Anne Stafford, Duchess of Buckingham

Anne Stafford (née Neville) (d.1480) was a daughter of Ralph Neville, 1st Earl of Westmorland, and his second wife Lady Joan Beaufort. Her first husband was Humphrey Stafford, 1st Duke of Buckingham, and she was an important English noblewoman, landholder and book owner during the fifteenth century.

Family

Anne was born in 1414, a daughter of Ralph Neville, 1st Earl of Westmoreland and his second wife Lady Joan Beaufort, the legitimatised daughter of John of Gaunt, 1st Duke of Lancaster.

Sometime before October 1424 she married Humphrey Stafford, 1st Duke of Buckingham, heir of Edmund Stafford, 5th Earl of Stafford, and one of the wealthiest men in England.

She was widowed in 1460 when Humphrey was killed at the Battle of Northampton and remained unmarried until 1467. In that year she took as her second husband Walter Blount, 1st Baron Mountjoy (d. 1474). His will suggests that a prenuptial agreement was put in place at that time for he left Anne 'all such goods as were her proper goods the day afore our marriage or that she hath brought since or to her given by any person' [1]

Through her first marriage Anne became a significant landholder. She managed the estates and financial matters with some success: the revenue of her dower lands increased notably under her direction. Drawing an annual income of £884 in 1460, the year she became a widow, the revenue increased by 40% to £1245 by 1473, when her grandson came of age [2]

Book ownership

Like many noblewomen of her age, Anne was highly educated and she has become associated with book collecting.
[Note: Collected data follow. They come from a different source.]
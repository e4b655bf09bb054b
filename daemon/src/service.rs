// This file is part of fpqd, a daemon that serializes FrontPanel device access through a prioritized ticket queue.
//
// Copyright 2025 Canonical Ltd.
//
// SPDX-License-Identifier: GPL-3.0-only
//
// fpqd is free software: you can redistribute it and/or modify it under the terms of the GNU General Public License version 3, as published by the Free Software Foundation.
//
// fpqd is distributed in the hope that it will be useful, but WITHOUT ANY WARRANTY; without even the implied warranties of MERCHANTABILITY, SATISFACTORY QUALITY, or FITNESS FOR A PARTICULAR PURPOSE.  See the GNU General Public License for more details.
//
// You should have received a copy of the GNU General Public License along with this program.  If not, see http://www.gnu.org/licenses/.

//! Assembly of the device thread, the producers and the stats reporter.

use crate::axil_bridge::AxiLiteBridge;
use crate::commands::DeviceCommands;
use crate::config::{self, DaemonConfig};
use crate::devices::device::{BackendRegistry, DeviceInfo, FrontPanel};
use crate::error::FpqdError;
use crate::operations::DeviceContext;
use crate::scheduler::{DeviceQueue, DeviceWorker};
use crate::stats::{StatsReporter, TicketStats};
use crate::streamer::{FrameSource, FrameStreamer, TestPatternSource};
use crate::system_vars::SystemVariables;
use log::{info, trace};
use std::sync::Arc;

/// Program the frame geometry and batch size, returning the bridge that now owns the device.
fn initialize_device(
    mut device: Box<dyn FrontPanel>,
    config: &DaemonConfig,
    vars: &SystemVariables,
) -> Result<(AxiLiteBridge<Box<dyn FrontPanel>>, DeviceInfo), FpqdError> {
    let info = device.device_info();
    info!("Product: {}", info.product_name);
    info!(
        "Firmware version: {}.{}",
        info.firmware_major, info.firmware_minor
    );
    info!("Serial Number: {}", info.serial_number);
    info!("Device ID: {}", info.device_id);

    if !device.is_front_panel_enabled() {
        return Err(FpqdError::Backend(
            "FrontPanel support is not available.".into(),
        ));
    }
    trace!("FrontPanel support is available.");

    let mut bridge = AxiLiteBridge::new(device, config.bridge.clone())?;
    let matrix = vars.matrix_size();
    let transfers_in_line = matrix * 3 / 6;
    let transfers_in_frame = matrix * matrix * 3 / 6;
    let device = bridge.device_mut();
    device.set_wire_in_value(config::TRANSFERS_IN_LINE_WIRE_IN, transfers_in_line)?;
    device.set_wire_in_value(config::TRANSFERS_IN_FRAME_WIRE_IN, transfers_in_frame)?;
    device.set_wire_in_value(config::BATCH_SIZE_WIRE_IN, vars.batch_size())?;
    device.update_wire_ins()?;
    Ok((bridge, info))
}

/// A running device: its consumer thread, the frame streamer and the stats reporter.
///
/// Everything shuts down on [`DeviceService::shutdown`] or drop, producers first so nothing
/// schedules onto a queue whose consumer is gone.
pub struct DeviceService {
    queue: Arc<DeviceQueue>,
    vars: Arc<SystemVariables>,
    stats: Arc<TicketStats>,
    device_info: DeviceInfo,
    commands: DeviceCommands,
    streamer: FrameStreamer,
    reporter: StatsReporter,
    worker: DeviceWorker,
}

impl DeviceService {
    /// Open the configured backend and start streaming a test pattern.
    pub fn start(
        config: &DaemonConfig,
        registry: &BackendRegistry,
    ) -> Result<DeviceService, FpqdError> {
        let device = registry.open(&config.backend, config)?;
        DeviceService::start_with_device(config, device, Box::new(TestPatternSource::new()))
    }

    pub fn start_with_device(
        config: &DaemonConfig,
        device: Box<dyn FrontPanel>,
        source: Box<dyn FrameSource>,
    ) -> Result<DeviceService, FpqdError> {
        let vars = Arc::new(SystemVariables::new(&config.stream));
        let stats = Arc::new(TicketStats::new());
        let (bridge, device_info) = initialize_device(device, config, &vars)?;

        let queue = Arc::new(DeviceQueue::new(
            config.scheduler.max_outstanding_frame_batches,
        ));
        let context = DeviceContext::new(
            bridge,
            vars.clone(),
            stats.clone(),
            config.scheduler.frame_batch_timeout,
        );
        let worker = DeviceWorker::spawn(queue.clone(), context, config.scheduler.poll_interval)?;
        let reporter = StatsReporter::spawn(
            stats.clone(),
            config.stats_interval,
            config.stream.status_interval,
        )?;
        let streamer = FrameStreamer::spawn(queue.clone(), vars.clone(), source, &config.stream)?;
        let commands = DeviceCommands::new(queue.clone(), vars.clone(), streamer.switch());
        info!(
            "Device service started on backend '{}' (streaming {})",
            config.backend,
            if config.stream.enabled { "on" } else { "off" }
        );
        Ok(DeviceService {
            queue,
            vars,
            stats,
            device_info,
            commands,
            streamer,
            reporter,
            worker,
        })
    }

    pub fn commands(&self) -> DeviceCommands {
        self.commands.clone()
    }

    pub fn queue(&self) -> &Arc<DeviceQueue> {
        &self.queue
    }

    pub fn vars(&self) -> &Arc<SystemVariables> {
        &self.vars
    }

    pub fn stats(&self) -> &Arc<TicketStats> {
        &self.stats
    }

    pub fn device_info(&self) -> &DeviceInfo {
        &self.device_info
    }

    pub fn is_running(&self) -> bool {
        self.worker.is_running()
    }

    pub fn shutdown(&mut self) {
        self.streamer.stop();
        self.reporter.stop();
        self.worker.stop();
    }
}

impl Drop for DeviceService {
    fn drop(&mut self) {
        self.shutdown();
    }
}
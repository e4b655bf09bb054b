// This file is part of fpqd, a daemon that serializes FrontPanel device access through a prioritized ticket queue.
//
// Copyright 2025 Canonical Ltd.
//
// SPDX-License-Identifier: GPL-3.0-only
//
// fpqd is free software: you can redistribute it and/or modify it under the terms of the GNU General Public License version 3, as published by the Free Software Foundation.
//
// fpqd is distributed in the hope that it will be useful, but WITHOUT ANY WARRANTY; without even the implied warranties of MERCHANTABILITY, SATISFACTORY QUALITY, or FITNESS FOR A PARTICULAR PURPOSE.  See the GNU General Public License for more details.
//
// You should have received a copy of the GNU General Public License along with this program.  If not, see http://www.gnu.org/licenses/.

//! Device operations carried by tickets and their execution on the consumer thread.

use crate::axil_bridge::AxiLiteBridge;
use crate::config;
use crate::devices::device::FrontPanel;
use crate::error::FpqdError;
use crate::fps::StreamTiming;
use crate::scheduler::ticket::{TicketError, TicketOutcome};
use crate::stats::TicketStats;
use crate::system_vars::SystemVariables;
use log::{info, trace};
use std::fmt;
use std::str::FromStr;
use std::sync::Arc;
use std::thread::sleep;
use std::time::{Duration, Instant};

const FRAME_STATUS_CHECK_INTERVAL: Duration = Duration::from_millis(1);

/// Discriminant of an [`Operation`], used for accounting and bulk cancellation.
#[derive(Clone, Copy, Debug, PartialEq, Eq, PartialOrd, Ord, Hash)]
pub enum OperationKind {
    SendFrameBatch,
    Read,
    Write,
    RetrieveAndSetFps,
    UpdateBatchSize,
    ResetAxi,
}

impl OperationKind {
    pub const ALL: [OperationKind; 6] = [
        OperationKind::SendFrameBatch,
        OperationKind::Read,
        OperationKind::Write,
        OperationKind::RetrieveAndSetFps,
        OperationKind::UpdateBatchSize,
        OperationKind::ResetAxi,
    ];

    pub fn name(&self) -> &'static str {
        match self {
            OperationKind::SendFrameBatch => "send_frame_batch",
            OperationKind::Read => "read",
            OperationKind::Write => "write",
            OperationKind::RetrieveAndSetFps => "retrieve_and_set_fps",
            OperationKind::UpdateBatchSize => "update_batch_size",
            OperationKind::ResetAxi => "reset_axi",
        }
    }
}

impl fmt::Display for OperationKind {
    fn fmt(&self, f: &mut fmt::Formatter<'_>) -> fmt::Result {
        f.write_str(self.name())
    }
}

impl FromStr for OperationKind {
    type Err = FpqdError;

    fn from_str(s: &str) -> Result<Self, Self::Err> {
        OperationKind::ALL
            .into_iter()
            .find(|kind| kind.name() == s)
            .ok_or_else(|| FpqdError::Argument(format!("unknown operation kind {s:?}")))
    }
}

/// A unit of device work.
#[derive(Clone, PartialEq, Eq)]
pub enum Operation {
    /// Stream `frames` frames of packed pixel data to the gateware.
    SendFrameBatch { data: Vec<u8>, frames: u32 },
    Read { address: u32 },
    Write { address: u32, data: u32 },
    /// Measure the incoming DisplayPort frame rate and store it.
    RetrieveAndSetFps,
    UpdateBatchSize { size: u32 },
    /// Pulse the AXI system reset of the gateware.
    ResetAxi,
}

impl Operation {
    pub fn kind(&self) -> OperationKind {
        match self {
            Operation::SendFrameBatch { .. } => OperationKind::SendFrameBatch,
            Operation::Read { .. } => OperationKind::Read,
            Operation::Write { .. } => OperationKind::Write,
            Operation::RetrieveAndSetFps => OperationKind::RetrieveAndSetFps,
            Operation::UpdateBatchSize { .. } => OperationKind::UpdateBatchSize,
            Operation::ResetAxi => OperationKind::ResetAxi,
        }
    }
}

impl fmt::Debug for Operation {
    fn fmt(&self, f: &mut fmt::Formatter<'_>) -> fmt::Result {
        match self {
            Operation::SendFrameBatch { data, frames } => f
                .debug_struct("SendFrameBatch")
                .field("bytes", &data.len())
                .field("frames", frames)
                .finish(),
            Operation::Read { address } => write!(f, "Read {{ address: 0x{address:08X} }}"),
            Operation::Write { address, data } => {
                write!(f, "Write {{ address: 0x{address:08X}, data: 0x{data:08X} }}")
            }
            Operation::RetrieveAndSetFps => write!(f, "RetrieveAndSetFps"),
            Operation::UpdateBatchSize { size } => write!(f, "UpdateBatchSize {{ size: {size} }}"),
            Operation::ResetAxi => write!(f, "ResetAxi"),
        }
    }
}

/// Everything the consumer thread needs to run operations. Owned by that thread alone.
pub struct DeviceContext {
    bridge: AxiLiteBridge<Box<dyn FrontPanel>>,
    vars: Arc<SystemVariables>,
    stats: Arc<TicketStats>,
    frame_batch_timeout: Duration,
}

impl DeviceContext {
    pub fn new(
        bridge: AxiLiteBridge<Box<dyn FrontPanel>>,
        vars: Arc<SystemVariables>,
        stats: Arc<TicketStats>,
        frame_batch_timeout: Duration,
    ) -> DeviceContext {
        DeviceContext {
            bridge,
            vars,
            stats,
            frame_batch_timeout,
        }
    }

    pub fn stats(&self) -> &Arc<TicketStats> {
        &self.stats
    }

    /// Run `operation` against the device.
    pub fn execute(&mut self, operation: Operation) -> TicketOutcome {
        trace!("executing {operation:?}");
        match operation {
            Operation::SendFrameBatch { data, frames } => {
                self.send_frame_batch(&data, frames)?;
                Ok(None)
            }
            Operation::Read { address } => self.read_register(address).map(Some),
            Operation::Write { address, data } => {
                let response = self.bridge.write(address, data)?;
                if !response.is_okay() {
                    return Err(TicketError::Bus { address, response });
                }
                Ok(None)
            }
            Operation::RetrieveAndSetFps => self.retrieve_and_set_fps().map(Some),
            Operation::UpdateBatchSize { size } => {
                let device = self.bridge.device_mut();
                device.set_wire_in_value(config::BATCH_SIZE_WIRE_IN, size)?;
                device.update_wire_ins()?;
                device.activate_trigger_in(config::BATCH_SIZE_TRIGGER_IN, 0)?;
                Ok(None)
            }
            Operation::ResetAxi => {
                let device = self.bridge.device_mut();
                device.set_wire_in_value(config::AXI_RESET_WIRE_IN, 1)?;
                device.update_wire_ins()?;
                device.set_wire_in_value(config::AXI_RESET_WIRE_IN, 0)?;
                device.update_wire_ins()?;
                info!("AXI system reset");
                Ok(None)
            }
        }
    }

    fn read_register(&mut self, address: u32) -> Result<u32, TicketError> {
        let read = self.bridge.read(address)?;
        read.data.ok_or(TicketError::Bus {
            address,
            response: read.response,
        })
    }

    fn send_frame_batch(&mut self, data: &[u8], frames: u32) -> Result<(), TicketError> {
        self.stats.add_frames(u64::from(frames));
        let device = self.bridge.device_mut();
        device.activate_trigger_in(config::FRAME_BATCH_TRIGGER_IN, 0)?;
        device.write_to_block_pipe_in(config::FRAME_BLOCK_PIPE_IN, config::FRAME_BLOCK_SIZE, data)?;

        let start = Instant::now();
        loop {
            device.update_wire_outs()?;
            let status = device.get_wire_out_value(config::FRAME_STATUS_WIRE_OUT)?;
            if status & 0b01 != 0 {
                if status & 0b10 != 0 {
                    return Err(TicketError::FrameBatchFailed);
                }
                return Ok(());
            }
            if start.elapsed() > self.frame_batch_timeout {
                return Err(TicketError::FrameBatchTimeout {
                    timeout_ms: self.frame_batch_timeout.as_millis(),
                });
            }
            sleep(FRAME_STATUS_CHECK_INTERVAL);
        }
    }

    fn retrieve_and_set_fps(&mut self) -> Result<u32, TicketError> {
        let base = config::DP_RX_BASE_ADDR;
        let timing = StreamTiming::from_registers(
            self.read_register(base + config::DP_RX_LINK_BW_SET_REG)?,
            self.read_register(base + config::DP_RX_MSA_MVID_REG)?,
            self.read_register(base + config::DP_RX_MSA_NVID_REG)?,
            self.read_register(base + config::DP_RX_MSA_HTOTAL_REG)?,
            self.read_register(base + config::DP_RX_MSA_VTOTAL_REG)?,
        );
        let fps = timing.frame_rate()?;
        if self.vars.fps() != fps {
            let previous = self.vars.set_fps(fps);
            info!("Hardware has undergone a change in FPS ({previous} -> {fps}). Setting FPS to: {fps}");
        }
        Ok(fps)
    }
}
She owned the Wingfield Hours, a psalter that includes a prayer identifying Anne as the owner.[3] Her will contains a number of books in both English and French. These were passed on to her daughter-in-law Margaret Beaufort, Countess of Richmond and Derby. The two women had exchanged books during the 1460s when Margaret and her Stafford husband moved close to Anne in Surrey.[4]

References

  1. [Barbara J. Harris, English Aristocratic Women, 1450-1550 (Oxford, 2002), p. 163]
  2. [Harris, English Aristocratic Women, p. 150]
  3. [Rebecca Krug, Reading Families. Women's literate practice in late medieval England (New York 2002), p.75]
  4. [Krug, Reading Families, p.77]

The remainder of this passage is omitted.